Wednesday 20, March 2019

(Bloomberg) --Canada’s housing agency will spend up to CAD 1.25 billion ($943 million) over three years to take equity positions in homes bought by first-time buyers, part of a plan by Justin Trudeau’s government to make housing more affordable for the youngest voters.

The financing will apply to insured mortgages, which are required if the buyer puts less than a 20 per cent down payment on the property.

Finance Minister Bill Morneau is seeking to ease affordability concerns after price gains and rule changes in recent years pushed home ownership out of reach for many Canadians, in particular millennials who may be just starting out in the labour market.

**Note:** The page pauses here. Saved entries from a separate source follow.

use isingviz::core::io::dat::{DatError, DatFile};
use isingviz::core::models::series::{Observable, Series};
use isingviz::render::config::RenderConfig;
use isingviz::render::peak::find_peak;
use isingviz::render::progress::ProgressReporter;
use isingviz::workflows::report;
use std::fs;
use tempfile::tempdir;

fn write_dat(dir: &tempfile::TempDir, name: &str, content: &str) -> std::path::PathBuf {
    let path = dir.path().join(name);
    fs::write(&path, content).unwrap();
    path
}

fn count_page_objects(bytes: &[u8]) -> usize {
    let needle = b"/Type/Page";
    bytes
        .windows(needle.len() + 1)
        .filter(|w| w.starts_with(needle) && w[needle.len()] != b's')
        .count()
}

#[test]
fn full_pipeline_produces_a_three_page_report() {
    let dir = tempdir().unwrap();
    let input = write_dat(
        &dir,
        "ising2d_vs_T.dat",
        "1.0 0.98 -1.99 0.12\n\
         1.5 0.95 -1.90 0.35\n\
         2.0 0.88 -1.74 0.93\n\
         2.3 0.55 -1.40 1.92\n\
         2.6 0.25 -1.10 1.10\n\
         3.0 0.12 -0.95 0.60\n",
    );
    let output = dir.path().join("ising.pdf");

    let samples = DatFile::load(&input).unwrap();
    assert_eq!(samples.len(), 6);

    let summary = report::run(
        &samples,
        &RenderConfig::default(),
        &output,
        &ProgressReporter::new(),
    )
    .unwrap();

    assert_eq!(summary.page_count, 3);
    assert_eq!(summary.peak.temperature, 2.3);
    assert_eq!(summary.peak.value, 1.92);

    let bytes = fs::read(&output).unwrap();
    assert!(bytes.starts_with(b"%PDF-"));
    assert_eq!(count_page_objects(&bytes), 3);
}

#[test]
fn derived_series_keep_the_length_invariant() {
    let dir = tempdir().unwrap();
    let input = write_dat(&dir, "run.dat", "1.0 0.9 -1.9 0.3\n2.0 0.7 -1.4 1.1\n");
    let samples = DatFile::load(&input).unwrap();

    for &observable in Observable::ALL.iter() {
        let series = Series::project(&samples, observable);
        assert_eq!(series.len(), samples.len());
        let xs: Vec<f64> = series.xs().collect();
        assert_eq!(xs, vec![1.0, 2.0]);
    }
}

#[test]
fn tie_break_reports_the_lowest_temperature() {
    let dir = tempdir().unwrap();
    let input = write_dat(
        &dir,
        "tie.dat",
        "1.0 0.5 -1.0 5.0\n2.0 0.4 -0.9 7.0\n3.0 0.3 -0.8 7.0\n",
    );
    let samples = DatFile::load(&input).unwrap();
    let heat = Series::project(&samples, Observable::SpecificHeat);

    let peak = find_peak(&heat).unwrap();
    assert_eq!(peak.temperature, 2.0);
    assert_eq!(peak.value, 7.0);
}

#[test]
fn single_row_input_renders_and_reports_itself_as_the_peak() {
    let dir = tempdir().unwrap();
    let input = write_dat(&dir, "single.dat", "2.5 0.1 -1.2 0.9\n");
    let output = dir.path().join("single.pdf");

    let samples = DatFile::load(&input).unwrap();
    let summary = report::run(
        &samples,
        &RenderConfig::default(),
        &output,
        &ProgressReporter::new(),
    )
    .unwrap();

    assert_eq!(summary.peak.temperature, 2.5);
    assert_eq!(summary.peak.value, 0.9);
    assert_eq!(summary.page_count, 3);
}

#[test]
fn malformed_line_aborts_before_any_document_is_written() {
    let dir = tempdir().unwrap();
    let input = write_dat(&dir, "bad.dat", "1.0 0.9 -1.9 0.3\n2.0 0.7\n");
    let output = dir.path().join("bad.pdf");

    let result = DatFile::load(&input);
    assert!(matches!(result, Err(DatError::Parse { line: 2, .. })));
    assert!(!output.exists());
}

#[test]
fn empty_file_aborts_before_any_document_is_written() {
    let dir = tempdir().unwrap();
    let input = write_dat(&dir, "empty.dat", "");
    let output = dir.path().join("empty.pdf");

    let result = DatFile::load(&input);
    assert!(matches!(result, Err(DatError::Empty)));
    assert!(!output.exists());
}

#[test]
fn reruns_produce_byte_identical_documents() {
    let dir = tempdir().unwrap();
    let input = write_dat(
        &dir,
        "run.dat",
        "1.0 0.9 -1.9 0.3\n2.0 0.7 -1.4 1.1\n3.0 0.1 -0.8 0.5\n",
    );
    let samples = DatFile::load(&input).unwrap();

    let first = dir.path().join("first.pdf");
    let second = dir.path().join("second.pdf");
    let config = RenderConfig::default();

    report::run(&samples, &config, &first, &ProgressReporter::new()).unwrap();
    report::run(&samples, &config, &second, &ProgressReporter::new()).unwrap();

    assert_eq!(fs::read(&first).unwrap(), fs::read(&second).unwrap());
}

Though prices and sales slumped in most cities in 2018, prices are still up 64 per cent in Vancouver over the past five years, topping CAD 1 million on average, and up 56 per cent in Toronto over the same period, Canadian Real Estate Association data show.

This new programme -- which the government expects to be used by 100,000 home-buyers over three years -- may provide a shot in the arm to a market that has been a vital contributor to growth amid signs the Canadian economy is slowing.

“Sales should be boosted by this, so should prices,’’ said Brian DePratto, an economist at Toronto-Dominion Bank. “At the margin, there is more upside to demand.’’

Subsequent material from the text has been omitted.